[Dataset entries]
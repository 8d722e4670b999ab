//! Sources layered on top of each other.

use std::collections::HashMap;

use crate::error::DataError;
use crate::signature::Signature;
use crate::source::{DataRequest, DataSource};
use crate::value::Row;

/// An ordered list of sources whose rows are combined position by position
///
/// Row `i` of the first source is extended with row `i` of the second
/// source, requested from the first uncovered parameter, and so on. The
/// combination stops at the shortest source. Earlier sources always win the
/// parameters they cover.
#[derive(Default)]
pub struct CompositeData {
    sources: Vec<Box<dyn DataSource>>,
}

impl CompositeData {
    pub fn new() -> Self {
        Self::default()
    }

    /// Add a source after the existing ones
    pub fn with(mut self, source: impl DataSource + 'static) -> Self {
        self.sources.push(Box::new(source));
        self
    }

    pub fn push(&mut self, source: Box<dyn DataSource>) {
        self.sources.push(source);
    }

    pub fn len(&self) -> usize {
        self.sources.len()
    }

    pub fn is_empty(&self) -> bool {
        self.sources.is_empty()
    }
}

impl std::fmt::Debug for CompositeData {
    fn fmt(&self, f: &mut std::fmt::Formatter<'_>) -> std::fmt::Result {
        f.write_str(&self.describe())
    }
}

impl DataSource for CompositeData {
    fn rows(&self, request: &DataRequest<'_>) -> Result<Vec<Row>, DataError> {
        let sources: Vec<&dyn DataSource> = self.sources.iter().map(|source| &**source).collect();
        compose(&sources, request)
    }

    fn validate(&self, signature: &Signature) -> Result<(), DataError> {
        // Only the leading source knows where it starts
        match self.sources.first() {
            Some(first) => first.validate(signature),
            None => Ok(()),
        }
    }

    fn describe(&self) -> String {
        let parts: Vec<String> = self.sources.iter().map(|source| source.describe()).collect();
        format!("CompositeData[{}]", parts.join(", "))
    }
}

/// Combine the rows of `sources` for `request`
///
/// A following source is asked once per distinct partial row length, so a
/// source is never asked to fill parameters an earlier source covered.
pub(crate) fn compose(
    sources: &[&dyn DataSource],
    request: &DataRequest<'_>,
) -> Result<Vec<Row>, DataError> {
    let Some((first, rest)) = sources.split_first() else {
        return Ok(Vec::new());
    };

    let mut rows = first.rows(request)?;
    for source in rest {
        let mut tails: HashMap<usize, Vec<Row>> = HashMap::new();
        let mut combined = Vec::with_capacity(rows.len());

        for (index, mut row) in rows.into_iter().enumerate() {
            let start = request.start() + row.len();
            if !tails.contains_key(&start) {
                let produced =
                    source.rows(&DataRequest::starting_at(request.signature(), start))?;
                tails.insert(start, produced);
            }
            let Some(tail) = tails.get(&start).and_then(|rows| rows.get(index)) else {
                break;
            };
            row.extend(tail.iter().cloned());
            combined.push(row);
        }

        rows = combined;
    }
    Ok(rows)
}

#[cfg(test)]
mod tests {
    use super::*;
    use crate::fixture::Fixture;
    use crate::source::{AutoData, InlineData, complete_rows};
    use crate::value::Value;

    /// A fixed list of rows
    struct Rows(Vec<Row>);

    impl DataSource for Rows {
        fn rows(&self, _request: &DataRequest<'_>) -> Result<Vec<Row>, DataError> {
            Ok(self.0.clone())
        }
    }

    #[test]
    fn test_first_source_wins_its_positions() {
        let mut fixture = Fixture::new();
        fixture.inject(0i32);

        let composite = CompositeData::new()
            .with(InlineData::new(vec![Value::new(5)]))
            .with(AutoData::from(fixture));
        let signature = Signature::of::<(i32, i32, i32)>();

        let rows = complete_rows(&composite, &signature).unwrap();
        assert_eq!(rows.len(), 1);
        let values: Vec<i32> = rows[0]
            .iter()
            .map(|value| *value.downcast_ref::<i32>().unwrap())
            .collect();
        assert_eq!(values, vec![5, 0, 0]);
    }

    #[test]
    fn test_zip_stops_at_shortest_source() {
        let composite = CompositeData::new()
            .with(Rows(vec![
                vec![Value::new(1)],
                vec![Value::new(2)],
                vec![Value::new(3)],
            ]))
            .with(AutoData::new());
        let signature = Signature::of::<(i32, String)>();

        let rows = complete_rows(&composite, &signature).unwrap();
        assert_eq!(rows.len(), 1);
        assert_eq!(rows[0][0].downcast_ref::<i32>(), Some(&1));
        assert!(rows[0][1].is::<String>());
    }

    #[test]
    fn test_rows_are_zipped_by_index() {
        let composite = CompositeData::new()
            .with(Rows(vec![vec![Value::new(1)], vec![Value::new(2)]]))
            .with(Rows(vec![vec![Value::new('a')], vec![Value::new('b')]]));
        let signature = Signature::of::<(i32, char)>();

        let rows = complete_rows(&composite, &signature).unwrap();
        assert_eq!(rows.len(), 2);
        assert_eq!(rows[1][0].downcast_ref::<i32>(), Some(&2));
        assert_eq!(rows[1][1].downcast_ref::<char>(), Some(&'b'));
    }

    #[test]
    fn test_incomplete_rows_are_rejected() {
        let composite = CompositeData::new().with(InlineData::new(vec![Value::new(1)]));
        let signature = Signature::of::<(i32, i32)>();

        let err = complete_rows(&composite, &signature).unwrap_err();
        assert_eq!(err, DataError::parameter_count(2, 1));
    }

    #[test]
    fn test_empty_composite_has_no_rows() {
        let composite = CompositeData::new();
        assert!(composite.is_empty());
        let signature = Signature::of::<(i32,)>();
        assert!(complete_rows(&composite, &signature).unwrap().is_empty());
    }

    #[test]
    fn test_describe() {
        let composite = CompositeData::new()
            .with(InlineData::new(vec![Value::new(1)]))
            .with(AutoData::new());
        assert_eq!(composite.describe(), "CompositeData[InlineData(1), AutoData]");
    }
}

» Assignment
Each line above, from the one that contains "assert_eq!(rows[1][1].downcast_ref::<char>(), Some(&'b'));" to the last line of the records, should be repeated exactly. Leave out all others.

» Solution for this problem
        assert_eq!(rows[1][1].downcast_ref::<char>(), Some(&'b'));
    }

    #[test]
    fn test_incomplete_rows_are_rejected() {
        let composite = CompositeData::new().with(InlineData::new(vec![Value::new(1)]));
        let signature = Signature::of::<(i32, i32)>();

        let err = complete_rows(&composite, &signature).unwrap_err();
        assert_eq!(err, DataError::parameter_count(2, 1));
    }

    #[test]
    fn test_empty_composite_has_no_rows() {
        let composite = CompositeData::new();
        assert!(composite.is_empty());
        let signature = Signature::of::<(i32,)>();
        assert!(complete_rows(&composite, &signature).unwrap().is_empty());
    }

    #[test]
    fn test_describe() {
        let composite = CompositeData::new()
            .with(InlineData::new(vec![Value::new(1)]))
            .with(AutoData::new());
        assert_eq!(composite.describe(), "CompositeData[InlineData(1), AutoData]");
    }
}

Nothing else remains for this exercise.